Financial literacy and dispositional factors
To answer our second research question, the results showed that dispositional characteristics that we studied were positively associated with financial literacy. In particular, effective strategy use (i.e., meta-cognition: understanding-remembering, summarizing, and access credibility) was the most strongly associated with financial literacy skills out of all the variables that we used. Even though meta-cognition was originally designed to assess students’ strategies concerning their PISA reading tasks (Artelt & Schneider, 2015), research evidence suggests a strong correlation between financial literacy, mathematics, and reading scores (OECD, 2019). It could be the case that both math and reading are needed to understand the terms of complex financial services. For instance, mathematics may be needed for calculating costs and earnings, and critical reading for finding relevant information in marketing messages and surviving information overload.
Evaluation of credibility of the source was the most strongly associated with financial literacy out of all the variables used. This is not surprising because financial literacy tasks measured adolescents’ understanding of money and transactions, risks and rewards, planning and managing finances, and evaluating the financial landscape (OECD, 2019). The financial landscape, in particular, deals with issues such as identifying which providers are trustworthy, whom to ask for advice when choosing financial products, awareness and alertness of existing and potential financial crimes, and taking precautions to protect personal data and avoid scams. Knowing that the meta-cognitive strategy of assessing credibility measured adolescents’ reactions to an email about the winning of a smart phone, the strong associations we found are not surprising. Perhaps these interdisciplinary tasks could be encouraged in future PISA assessments, as they deepen our evidence-based understanding across subject-matters and provide highly applicable tools in promoting knowledge about and the learning of certain domains, for example, financial literacy.

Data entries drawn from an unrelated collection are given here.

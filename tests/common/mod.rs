#![allow(dead_code)]

use std::{
    fs::{self, File},
    path::{Path, PathBuf},
    sync::Mutex,
    time::{Duration, SystemTime},
};

use async_trait::async_trait;
use lyricsync::{
    providers::{FetchRequest, LyricsProviderClient},
    types::{FetchMode, Provider},
};

pub fn synced_lyrics() -> String {
    let mut text = String::from("[ar: Muse]\n[ti: Dead Inside]\n");
    for i in 0..8 {
        text.push_str(&format!("[00:{:02}.00] Revenge is sweet line number {}\n", i * 5, i));
    }
    text
}

pub fn plain_lyrics() -> String {
    (0..8)
        .map(|i| format!("Revenge is sweet line number {}\n", i))
        .collect()
}

/// Creates an empty media file (and its folders) below `root`.
pub fn add_track(root: &Path, relative: &str) -> PathBuf {
    let path = root.join(relative);
    if let Some(parent) = path.parent() {
        fs::create_dir_all(parent).unwrap();
    }
    fs::write(&path, b"not really audio").unwrap();
    path
}

pub fn write(path: &Path, contents: &str) {
    fs::write(path, contents).unwrap();
}

/// Moves the modification time of `path` into the future so a cache sees
/// a change even on filesystems with coarse timestamps.
pub fn bump_mtime(path: &Path, secs: u64) {
    let file = File::options().write(true).open(path).unwrap();
    file.set_modified(SystemTime::now() + Duration::from_secs(secs))
        .unwrap();
}

#[derive(Debug, Clone, PartialEq)]
pub struct Call {
    pub query: String,
    pub provider: Provider,
    pub mode: FetchMode,
    pub output: PathBuf,
    pub lang: Option<String>,
}

type Script = dyn Fn(&FetchRequest<'_>) -> Option<String> + Send + Sync;

/// A provider client that answers from a script and records every call.
///
/// `Some(body)` writes `body` to the requested output, `None` writes nothing.
pub struct FakeClient {
    script: Box<Script>,
    calls: Mutex<Vec<Call>>,
}

impl FakeClient {
    pub fn new<F>(script: F) -> Self
    where
        F: Fn(&FetchRequest<'_>) -> Option<String> + Send + Sync + 'static,
    {
        Self {
            script: Box::new(script),
            calls: Mutex::new(Vec::new()),
        }
    }

    pub fn calls(&self) -> Vec<Call> {
        self.calls.lock().unwrap().clone()
    }

    pub fn providers(&self) -> Vec<Provider> {
        self.calls().into_iter().map(|c| c.provider).collect()
    }
}

#[async_trait]
impl LyricsProviderClient for FakeClient {
    async fn fetch(&self, request: &FetchRequest<'_>) -> lyricsync::error::Result<bool> {
        self.calls.lock().unwrap().push(Call {
            query: request.query.to_string(),
            provider: request.provider,
            mode: request.mode,
            output: request.output.to_path_buf(),
            lang: request.lang.map(str::to_string),
        });

        let _ = fs::remove_file(request.output);
        match (self.script)(request) {
            Some(body) => {
                fs::write(request.output, body)?;
                Ok(true)
            }
            None => Ok(false),
        }
    }
}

In line with previous research (Baranik et al., 2007; Moreno-Herrero et al., 2018; Murayama & Elliot, 2012), we found that achievement motivational factors, such as competitiveness and work mastery, can be positively associated with financial literacy scores. In case of work mastery, the results are clear and expected, as adolescents who are intrinsically motivated to work hard, to persist at completing tasks, and to improve on previous performances would perhaps want to excel also in developing their financial literacy skills. Unfortunately, work mastery was measured in general, and not specific to financial literacy. Thus, future research measuring work mastery in financial matters may find even stronger associations. In regard to competitiveness, we also found a positive relation with financial literacy, which was somewhat similar in strength to the one concerning work mastery. Thus, this answers our explorative question that enjoying competition with others, trying harder when competing with others, and finding it important to outperform others can indeed increase financial literacy skills. Two aspects are worth mentioning here in response to criticism that competitiveness may represent a problematic characteristic. First, the connotation of competitiveness may depend on the degree of competitiveness a person has. That is, some degree of competitiveness may encourage higher achievement, trying harder, and putting more effort into completing tasks (see correlation between competitiveness and work mastery: 0.338, p < 0.001). Only high levels of competitiveness might be problematic. Second, competitiveness can be internal (not expressed/shown to others) and external (visible to others). Thus, despite promoting financial literacy skills, competitiveness might become problematic for one’s own well-being and for relationships with others. Investigating these characteristics of competitiveness and their outcomes is out of the scope and methodology of the current study. However, this could be an interesting and useful direction for future research.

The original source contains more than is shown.